[Entries shown]
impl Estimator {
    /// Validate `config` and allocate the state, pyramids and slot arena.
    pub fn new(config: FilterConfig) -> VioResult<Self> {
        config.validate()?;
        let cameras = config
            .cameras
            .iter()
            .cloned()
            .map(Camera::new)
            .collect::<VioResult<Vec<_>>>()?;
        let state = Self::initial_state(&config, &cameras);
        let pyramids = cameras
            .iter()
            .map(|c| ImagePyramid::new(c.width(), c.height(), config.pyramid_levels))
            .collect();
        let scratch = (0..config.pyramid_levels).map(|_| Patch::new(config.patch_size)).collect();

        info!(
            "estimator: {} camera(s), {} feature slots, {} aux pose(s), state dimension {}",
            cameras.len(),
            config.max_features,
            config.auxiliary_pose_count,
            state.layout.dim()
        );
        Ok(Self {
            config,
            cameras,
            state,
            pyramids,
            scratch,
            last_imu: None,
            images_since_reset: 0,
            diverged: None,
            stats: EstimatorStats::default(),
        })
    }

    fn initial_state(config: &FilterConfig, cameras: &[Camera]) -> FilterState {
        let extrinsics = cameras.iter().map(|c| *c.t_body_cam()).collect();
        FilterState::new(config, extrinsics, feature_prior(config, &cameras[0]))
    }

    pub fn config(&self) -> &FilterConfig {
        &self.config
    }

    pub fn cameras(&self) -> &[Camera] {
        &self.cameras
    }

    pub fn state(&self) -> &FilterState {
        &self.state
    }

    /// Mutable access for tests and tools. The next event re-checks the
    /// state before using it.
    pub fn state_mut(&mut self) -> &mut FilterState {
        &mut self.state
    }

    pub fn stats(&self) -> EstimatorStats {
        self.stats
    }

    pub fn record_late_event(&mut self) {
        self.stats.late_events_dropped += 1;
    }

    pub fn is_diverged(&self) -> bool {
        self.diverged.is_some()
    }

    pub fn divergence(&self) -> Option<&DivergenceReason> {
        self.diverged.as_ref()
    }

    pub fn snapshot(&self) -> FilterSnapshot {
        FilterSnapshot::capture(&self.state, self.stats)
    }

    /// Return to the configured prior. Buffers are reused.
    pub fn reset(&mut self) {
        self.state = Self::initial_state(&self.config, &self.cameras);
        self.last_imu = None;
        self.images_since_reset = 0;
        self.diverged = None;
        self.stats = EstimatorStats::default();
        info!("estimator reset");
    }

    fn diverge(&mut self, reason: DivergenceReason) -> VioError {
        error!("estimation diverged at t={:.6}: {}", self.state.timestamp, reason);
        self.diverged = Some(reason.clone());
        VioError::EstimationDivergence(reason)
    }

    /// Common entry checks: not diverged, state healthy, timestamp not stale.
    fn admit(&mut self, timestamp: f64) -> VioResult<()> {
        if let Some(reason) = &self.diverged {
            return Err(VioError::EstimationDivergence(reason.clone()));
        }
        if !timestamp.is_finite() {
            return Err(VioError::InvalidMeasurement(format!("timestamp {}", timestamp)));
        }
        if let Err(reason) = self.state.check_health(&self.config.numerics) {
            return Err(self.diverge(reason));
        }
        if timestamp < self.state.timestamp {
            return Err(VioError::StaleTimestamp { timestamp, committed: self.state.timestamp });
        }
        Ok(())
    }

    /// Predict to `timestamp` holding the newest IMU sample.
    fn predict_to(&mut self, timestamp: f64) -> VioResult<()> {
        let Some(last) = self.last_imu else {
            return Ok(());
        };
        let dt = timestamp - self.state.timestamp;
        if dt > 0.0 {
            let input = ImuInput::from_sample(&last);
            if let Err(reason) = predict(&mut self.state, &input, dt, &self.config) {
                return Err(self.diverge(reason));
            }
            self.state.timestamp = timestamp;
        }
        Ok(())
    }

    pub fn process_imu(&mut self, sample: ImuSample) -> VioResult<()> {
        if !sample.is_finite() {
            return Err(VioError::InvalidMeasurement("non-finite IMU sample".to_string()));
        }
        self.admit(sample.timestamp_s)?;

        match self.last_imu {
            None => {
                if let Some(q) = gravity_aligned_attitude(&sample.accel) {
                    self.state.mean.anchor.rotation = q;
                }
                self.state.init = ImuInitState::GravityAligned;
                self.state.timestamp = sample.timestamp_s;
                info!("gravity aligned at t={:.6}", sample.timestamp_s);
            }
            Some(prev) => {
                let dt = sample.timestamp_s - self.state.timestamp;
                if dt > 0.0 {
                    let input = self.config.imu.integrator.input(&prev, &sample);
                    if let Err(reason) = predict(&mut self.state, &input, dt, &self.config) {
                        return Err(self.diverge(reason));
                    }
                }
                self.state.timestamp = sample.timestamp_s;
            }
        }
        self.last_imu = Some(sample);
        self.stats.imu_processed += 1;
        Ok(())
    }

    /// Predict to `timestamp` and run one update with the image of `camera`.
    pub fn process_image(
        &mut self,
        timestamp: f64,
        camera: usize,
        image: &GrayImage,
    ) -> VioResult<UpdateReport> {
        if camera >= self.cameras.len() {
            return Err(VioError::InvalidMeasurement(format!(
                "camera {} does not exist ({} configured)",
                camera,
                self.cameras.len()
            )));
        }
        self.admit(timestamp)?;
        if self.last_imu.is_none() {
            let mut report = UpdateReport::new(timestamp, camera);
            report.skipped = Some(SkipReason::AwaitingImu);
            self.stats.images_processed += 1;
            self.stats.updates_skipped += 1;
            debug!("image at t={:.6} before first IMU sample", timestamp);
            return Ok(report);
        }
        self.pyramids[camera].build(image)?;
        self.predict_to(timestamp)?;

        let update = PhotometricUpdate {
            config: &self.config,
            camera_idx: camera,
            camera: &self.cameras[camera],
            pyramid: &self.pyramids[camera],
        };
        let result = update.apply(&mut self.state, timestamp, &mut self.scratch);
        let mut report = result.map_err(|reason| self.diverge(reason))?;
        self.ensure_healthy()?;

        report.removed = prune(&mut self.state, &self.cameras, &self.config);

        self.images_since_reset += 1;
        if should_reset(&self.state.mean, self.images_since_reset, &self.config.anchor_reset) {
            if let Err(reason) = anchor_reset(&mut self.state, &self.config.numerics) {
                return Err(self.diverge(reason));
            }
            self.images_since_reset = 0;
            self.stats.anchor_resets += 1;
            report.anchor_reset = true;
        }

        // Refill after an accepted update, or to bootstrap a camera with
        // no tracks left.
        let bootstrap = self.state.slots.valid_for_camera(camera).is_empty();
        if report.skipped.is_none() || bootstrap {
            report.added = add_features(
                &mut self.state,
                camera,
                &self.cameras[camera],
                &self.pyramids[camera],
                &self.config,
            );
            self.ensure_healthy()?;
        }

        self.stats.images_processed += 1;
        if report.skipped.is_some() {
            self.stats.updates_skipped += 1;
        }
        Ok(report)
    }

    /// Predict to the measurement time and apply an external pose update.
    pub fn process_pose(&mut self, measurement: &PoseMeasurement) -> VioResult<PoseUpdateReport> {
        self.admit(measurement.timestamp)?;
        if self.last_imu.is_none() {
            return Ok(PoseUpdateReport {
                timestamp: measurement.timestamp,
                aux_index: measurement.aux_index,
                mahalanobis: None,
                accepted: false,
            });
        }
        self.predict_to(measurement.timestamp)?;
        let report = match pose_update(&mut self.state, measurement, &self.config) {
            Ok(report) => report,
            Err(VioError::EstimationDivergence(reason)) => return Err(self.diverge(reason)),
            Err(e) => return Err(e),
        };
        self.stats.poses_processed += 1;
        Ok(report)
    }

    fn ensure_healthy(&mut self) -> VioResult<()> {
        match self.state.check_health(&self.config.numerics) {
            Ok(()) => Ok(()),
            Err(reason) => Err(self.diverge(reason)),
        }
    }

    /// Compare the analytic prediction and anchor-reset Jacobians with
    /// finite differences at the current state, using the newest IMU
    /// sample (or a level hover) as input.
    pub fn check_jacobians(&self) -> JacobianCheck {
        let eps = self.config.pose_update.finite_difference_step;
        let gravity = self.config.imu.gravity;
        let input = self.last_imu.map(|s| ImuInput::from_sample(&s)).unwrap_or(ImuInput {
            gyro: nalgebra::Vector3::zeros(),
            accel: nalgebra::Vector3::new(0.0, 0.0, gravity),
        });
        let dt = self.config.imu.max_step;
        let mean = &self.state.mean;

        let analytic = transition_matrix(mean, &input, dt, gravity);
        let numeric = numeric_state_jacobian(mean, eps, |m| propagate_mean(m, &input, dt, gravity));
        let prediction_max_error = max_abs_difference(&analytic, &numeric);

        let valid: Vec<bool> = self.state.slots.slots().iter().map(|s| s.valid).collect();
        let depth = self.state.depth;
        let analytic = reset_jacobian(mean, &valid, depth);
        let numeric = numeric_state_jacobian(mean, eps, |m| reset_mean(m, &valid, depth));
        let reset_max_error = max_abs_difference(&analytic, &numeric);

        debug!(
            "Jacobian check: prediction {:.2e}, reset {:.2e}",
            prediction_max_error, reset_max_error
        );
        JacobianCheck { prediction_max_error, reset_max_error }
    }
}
[/Entries shown]
• Task item
Locate all lines in the listing above with the word "numerics" and copy them.

• Result of the task
        if let Err(reason) = self.state.check_health(&self.config.numerics) {
            if let Err(reason) = anchor_reset(&mut self.state, &self.config.numerics) {
        match self.state.check_health(&self.config.numerics) {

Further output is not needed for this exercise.